→ **Problem to work on**
Starting at the first line of the listing below and ending at the line with "use std::collections::HashMap;", copy each line exactly.

→ **Records to use**
▼

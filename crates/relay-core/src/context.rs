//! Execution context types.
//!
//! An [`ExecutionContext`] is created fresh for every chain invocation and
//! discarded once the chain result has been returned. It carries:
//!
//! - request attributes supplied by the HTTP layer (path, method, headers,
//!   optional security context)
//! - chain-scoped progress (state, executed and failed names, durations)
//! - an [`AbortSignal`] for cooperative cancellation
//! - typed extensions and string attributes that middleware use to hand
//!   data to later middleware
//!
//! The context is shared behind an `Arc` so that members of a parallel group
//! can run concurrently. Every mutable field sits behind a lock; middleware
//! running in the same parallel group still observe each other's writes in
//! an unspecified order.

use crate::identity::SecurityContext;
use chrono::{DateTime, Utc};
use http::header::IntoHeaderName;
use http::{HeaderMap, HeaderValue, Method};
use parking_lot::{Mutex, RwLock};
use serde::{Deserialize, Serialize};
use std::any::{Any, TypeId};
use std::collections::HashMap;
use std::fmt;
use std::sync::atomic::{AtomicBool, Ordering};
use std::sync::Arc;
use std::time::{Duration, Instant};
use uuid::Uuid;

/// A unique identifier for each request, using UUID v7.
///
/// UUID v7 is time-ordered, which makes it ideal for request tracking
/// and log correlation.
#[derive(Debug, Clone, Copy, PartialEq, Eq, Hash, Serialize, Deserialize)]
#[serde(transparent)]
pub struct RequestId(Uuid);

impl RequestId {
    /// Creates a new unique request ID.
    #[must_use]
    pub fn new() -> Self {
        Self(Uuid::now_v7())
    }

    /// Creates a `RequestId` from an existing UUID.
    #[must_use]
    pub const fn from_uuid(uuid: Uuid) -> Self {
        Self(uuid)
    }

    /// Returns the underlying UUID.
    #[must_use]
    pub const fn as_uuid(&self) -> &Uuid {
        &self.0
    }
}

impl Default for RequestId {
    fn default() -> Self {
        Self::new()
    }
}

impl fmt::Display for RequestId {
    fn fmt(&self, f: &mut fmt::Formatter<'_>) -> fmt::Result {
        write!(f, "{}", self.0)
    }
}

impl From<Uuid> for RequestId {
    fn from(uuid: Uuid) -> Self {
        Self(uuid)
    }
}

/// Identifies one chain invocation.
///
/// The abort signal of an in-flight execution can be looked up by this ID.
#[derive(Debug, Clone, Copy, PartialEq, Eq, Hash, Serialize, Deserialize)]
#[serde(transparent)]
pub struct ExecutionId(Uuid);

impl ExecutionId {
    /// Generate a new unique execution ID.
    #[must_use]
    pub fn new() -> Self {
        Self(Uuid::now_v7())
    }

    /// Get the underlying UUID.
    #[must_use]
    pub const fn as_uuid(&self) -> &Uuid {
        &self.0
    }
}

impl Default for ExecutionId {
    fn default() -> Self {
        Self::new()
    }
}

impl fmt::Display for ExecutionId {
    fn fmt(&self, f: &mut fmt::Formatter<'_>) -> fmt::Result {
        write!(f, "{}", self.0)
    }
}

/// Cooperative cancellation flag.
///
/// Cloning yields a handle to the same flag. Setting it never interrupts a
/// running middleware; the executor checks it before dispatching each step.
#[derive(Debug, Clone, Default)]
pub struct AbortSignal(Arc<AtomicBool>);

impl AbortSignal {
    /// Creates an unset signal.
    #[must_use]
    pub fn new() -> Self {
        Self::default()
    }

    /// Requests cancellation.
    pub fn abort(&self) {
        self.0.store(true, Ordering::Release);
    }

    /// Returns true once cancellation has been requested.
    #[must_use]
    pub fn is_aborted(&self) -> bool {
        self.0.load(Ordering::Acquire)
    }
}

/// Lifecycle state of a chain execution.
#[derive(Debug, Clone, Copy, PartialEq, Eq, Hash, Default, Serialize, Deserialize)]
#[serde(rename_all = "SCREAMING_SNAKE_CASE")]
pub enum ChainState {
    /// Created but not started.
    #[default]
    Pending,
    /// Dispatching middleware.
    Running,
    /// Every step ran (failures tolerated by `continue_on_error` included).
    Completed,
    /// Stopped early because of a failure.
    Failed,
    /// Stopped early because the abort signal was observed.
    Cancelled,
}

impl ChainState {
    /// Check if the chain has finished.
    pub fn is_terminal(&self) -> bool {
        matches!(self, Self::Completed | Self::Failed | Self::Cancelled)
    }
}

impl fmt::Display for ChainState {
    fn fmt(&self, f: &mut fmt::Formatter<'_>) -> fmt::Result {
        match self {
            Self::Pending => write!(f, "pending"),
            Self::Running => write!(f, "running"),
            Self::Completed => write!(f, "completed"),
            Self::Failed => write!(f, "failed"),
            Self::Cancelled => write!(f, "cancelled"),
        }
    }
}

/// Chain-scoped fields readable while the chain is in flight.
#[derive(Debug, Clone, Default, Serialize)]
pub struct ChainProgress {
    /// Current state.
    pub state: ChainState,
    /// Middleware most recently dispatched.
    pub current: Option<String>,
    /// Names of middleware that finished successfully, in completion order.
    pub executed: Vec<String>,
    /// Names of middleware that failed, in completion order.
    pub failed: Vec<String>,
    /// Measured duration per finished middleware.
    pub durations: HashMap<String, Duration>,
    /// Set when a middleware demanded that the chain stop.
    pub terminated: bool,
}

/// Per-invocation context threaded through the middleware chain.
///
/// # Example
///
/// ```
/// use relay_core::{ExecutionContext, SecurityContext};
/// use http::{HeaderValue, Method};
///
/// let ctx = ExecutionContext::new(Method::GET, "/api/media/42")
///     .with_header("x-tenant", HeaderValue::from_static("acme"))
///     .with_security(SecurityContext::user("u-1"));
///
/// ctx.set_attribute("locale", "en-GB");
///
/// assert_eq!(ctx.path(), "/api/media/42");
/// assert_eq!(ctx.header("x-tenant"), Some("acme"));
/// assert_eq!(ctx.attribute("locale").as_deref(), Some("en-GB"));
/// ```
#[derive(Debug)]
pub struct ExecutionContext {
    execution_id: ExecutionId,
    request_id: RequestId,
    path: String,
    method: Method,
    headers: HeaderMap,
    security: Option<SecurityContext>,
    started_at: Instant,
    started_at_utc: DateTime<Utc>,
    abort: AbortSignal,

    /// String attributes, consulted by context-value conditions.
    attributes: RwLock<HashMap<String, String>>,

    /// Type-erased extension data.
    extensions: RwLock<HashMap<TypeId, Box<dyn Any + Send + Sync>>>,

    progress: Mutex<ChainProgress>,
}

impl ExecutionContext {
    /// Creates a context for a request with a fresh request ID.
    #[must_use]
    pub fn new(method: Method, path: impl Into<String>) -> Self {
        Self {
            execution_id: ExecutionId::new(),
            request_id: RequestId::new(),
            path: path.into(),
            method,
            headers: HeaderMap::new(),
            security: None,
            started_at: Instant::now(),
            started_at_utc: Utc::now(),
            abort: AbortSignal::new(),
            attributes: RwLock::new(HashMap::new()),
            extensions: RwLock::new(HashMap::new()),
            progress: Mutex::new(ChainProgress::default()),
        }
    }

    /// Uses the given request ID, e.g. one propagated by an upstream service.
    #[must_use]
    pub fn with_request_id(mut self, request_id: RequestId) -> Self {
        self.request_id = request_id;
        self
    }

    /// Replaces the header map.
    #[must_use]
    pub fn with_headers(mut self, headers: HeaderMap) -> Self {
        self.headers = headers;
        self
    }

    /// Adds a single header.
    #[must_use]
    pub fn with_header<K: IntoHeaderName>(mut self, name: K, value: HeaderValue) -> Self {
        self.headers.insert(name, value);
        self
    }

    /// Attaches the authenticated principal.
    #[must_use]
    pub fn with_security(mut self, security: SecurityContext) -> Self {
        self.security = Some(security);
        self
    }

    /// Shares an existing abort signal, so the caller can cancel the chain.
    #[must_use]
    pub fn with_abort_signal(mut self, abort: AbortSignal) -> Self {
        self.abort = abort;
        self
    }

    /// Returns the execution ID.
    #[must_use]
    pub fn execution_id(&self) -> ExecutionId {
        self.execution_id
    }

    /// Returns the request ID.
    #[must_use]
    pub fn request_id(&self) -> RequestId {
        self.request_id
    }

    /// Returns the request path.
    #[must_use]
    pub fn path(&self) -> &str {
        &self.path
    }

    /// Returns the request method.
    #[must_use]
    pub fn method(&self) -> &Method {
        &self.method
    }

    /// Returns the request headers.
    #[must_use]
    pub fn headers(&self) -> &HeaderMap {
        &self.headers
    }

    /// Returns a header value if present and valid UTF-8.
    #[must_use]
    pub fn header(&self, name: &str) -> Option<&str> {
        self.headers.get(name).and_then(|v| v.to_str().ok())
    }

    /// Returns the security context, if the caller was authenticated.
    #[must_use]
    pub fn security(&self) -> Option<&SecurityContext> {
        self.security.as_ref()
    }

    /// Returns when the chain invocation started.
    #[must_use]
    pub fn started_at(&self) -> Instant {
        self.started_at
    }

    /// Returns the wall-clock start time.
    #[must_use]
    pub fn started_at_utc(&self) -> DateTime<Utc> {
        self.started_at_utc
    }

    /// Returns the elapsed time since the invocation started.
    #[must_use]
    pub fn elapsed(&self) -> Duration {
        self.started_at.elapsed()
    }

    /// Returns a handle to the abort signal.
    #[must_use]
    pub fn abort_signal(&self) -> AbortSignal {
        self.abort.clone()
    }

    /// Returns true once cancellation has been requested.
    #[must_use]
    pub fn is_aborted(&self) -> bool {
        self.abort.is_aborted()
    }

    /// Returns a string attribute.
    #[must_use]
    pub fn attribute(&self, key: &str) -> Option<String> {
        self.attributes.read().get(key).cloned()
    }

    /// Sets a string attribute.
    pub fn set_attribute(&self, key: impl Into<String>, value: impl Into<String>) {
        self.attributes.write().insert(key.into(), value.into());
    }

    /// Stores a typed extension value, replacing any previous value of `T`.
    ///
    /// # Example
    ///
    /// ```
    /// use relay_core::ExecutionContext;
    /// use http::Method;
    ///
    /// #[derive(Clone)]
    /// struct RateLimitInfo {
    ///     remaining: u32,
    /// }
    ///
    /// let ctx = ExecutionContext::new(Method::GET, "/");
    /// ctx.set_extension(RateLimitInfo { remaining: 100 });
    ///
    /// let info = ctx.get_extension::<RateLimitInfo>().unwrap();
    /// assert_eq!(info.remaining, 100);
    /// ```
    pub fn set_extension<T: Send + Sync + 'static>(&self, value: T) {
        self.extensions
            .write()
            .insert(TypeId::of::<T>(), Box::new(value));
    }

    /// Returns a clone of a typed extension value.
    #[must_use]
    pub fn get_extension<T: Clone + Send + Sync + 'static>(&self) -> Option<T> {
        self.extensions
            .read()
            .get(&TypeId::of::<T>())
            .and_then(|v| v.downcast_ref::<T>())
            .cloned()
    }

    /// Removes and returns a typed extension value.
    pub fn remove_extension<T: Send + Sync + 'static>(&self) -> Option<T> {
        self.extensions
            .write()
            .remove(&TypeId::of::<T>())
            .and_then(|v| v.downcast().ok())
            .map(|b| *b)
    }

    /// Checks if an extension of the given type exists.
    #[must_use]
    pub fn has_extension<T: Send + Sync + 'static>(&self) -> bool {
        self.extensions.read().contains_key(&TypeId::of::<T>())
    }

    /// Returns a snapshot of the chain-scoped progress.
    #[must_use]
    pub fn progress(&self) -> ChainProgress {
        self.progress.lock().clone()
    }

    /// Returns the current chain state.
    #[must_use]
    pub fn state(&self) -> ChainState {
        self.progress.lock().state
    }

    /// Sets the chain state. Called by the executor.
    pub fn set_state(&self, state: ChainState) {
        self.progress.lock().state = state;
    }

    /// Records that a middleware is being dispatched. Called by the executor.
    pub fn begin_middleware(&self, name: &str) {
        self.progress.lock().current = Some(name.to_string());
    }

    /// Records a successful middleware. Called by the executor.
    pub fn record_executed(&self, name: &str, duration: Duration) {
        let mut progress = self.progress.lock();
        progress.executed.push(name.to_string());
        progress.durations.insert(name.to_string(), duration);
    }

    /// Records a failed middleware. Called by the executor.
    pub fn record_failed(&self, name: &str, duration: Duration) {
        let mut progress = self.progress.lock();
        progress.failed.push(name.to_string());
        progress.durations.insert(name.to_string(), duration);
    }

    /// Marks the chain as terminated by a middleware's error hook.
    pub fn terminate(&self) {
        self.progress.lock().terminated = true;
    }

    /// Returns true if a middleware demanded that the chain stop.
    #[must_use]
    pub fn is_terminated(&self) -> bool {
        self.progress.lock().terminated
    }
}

▲

→ **Reply to the task**
filename crates/relay-core/src/context.rs
//! Execution context types.
//!
//! An [`ExecutionContext`] is created fresh for every chain invocation and
//! discarded once the chain result has been returned. It carries:
//!
//! - request attributes supplied by the HTTP layer (path, method, headers,
//!   optional security context)
//! - chain-scoped progress (state, executed and failed names, durations)
//! - an [`AbortSignal`] for cooperative cancellation
//! - typed extensions and string attributes that middleware use to hand
//!   data to later middleware
//!
//! The context is shared behind an `Arc` so that members of a parallel group
//! can run concurrently. Every mutable field sits behind a lock; middleware
//! running in the same parallel group still observe each other's writes in
//! an unspecified order.

use crate::identity::SecurityContext;
use chrono::{DateTime, Utc};
use http::header::IntoHeaderName;
use http::{HeaderMap, HeaderValue, Method};
use parking_lot::{Mutex, RwLock};
use serde::{Deserialize, Serialize};
use std::any::{Any, TypeId};
use std::collections::HashMap;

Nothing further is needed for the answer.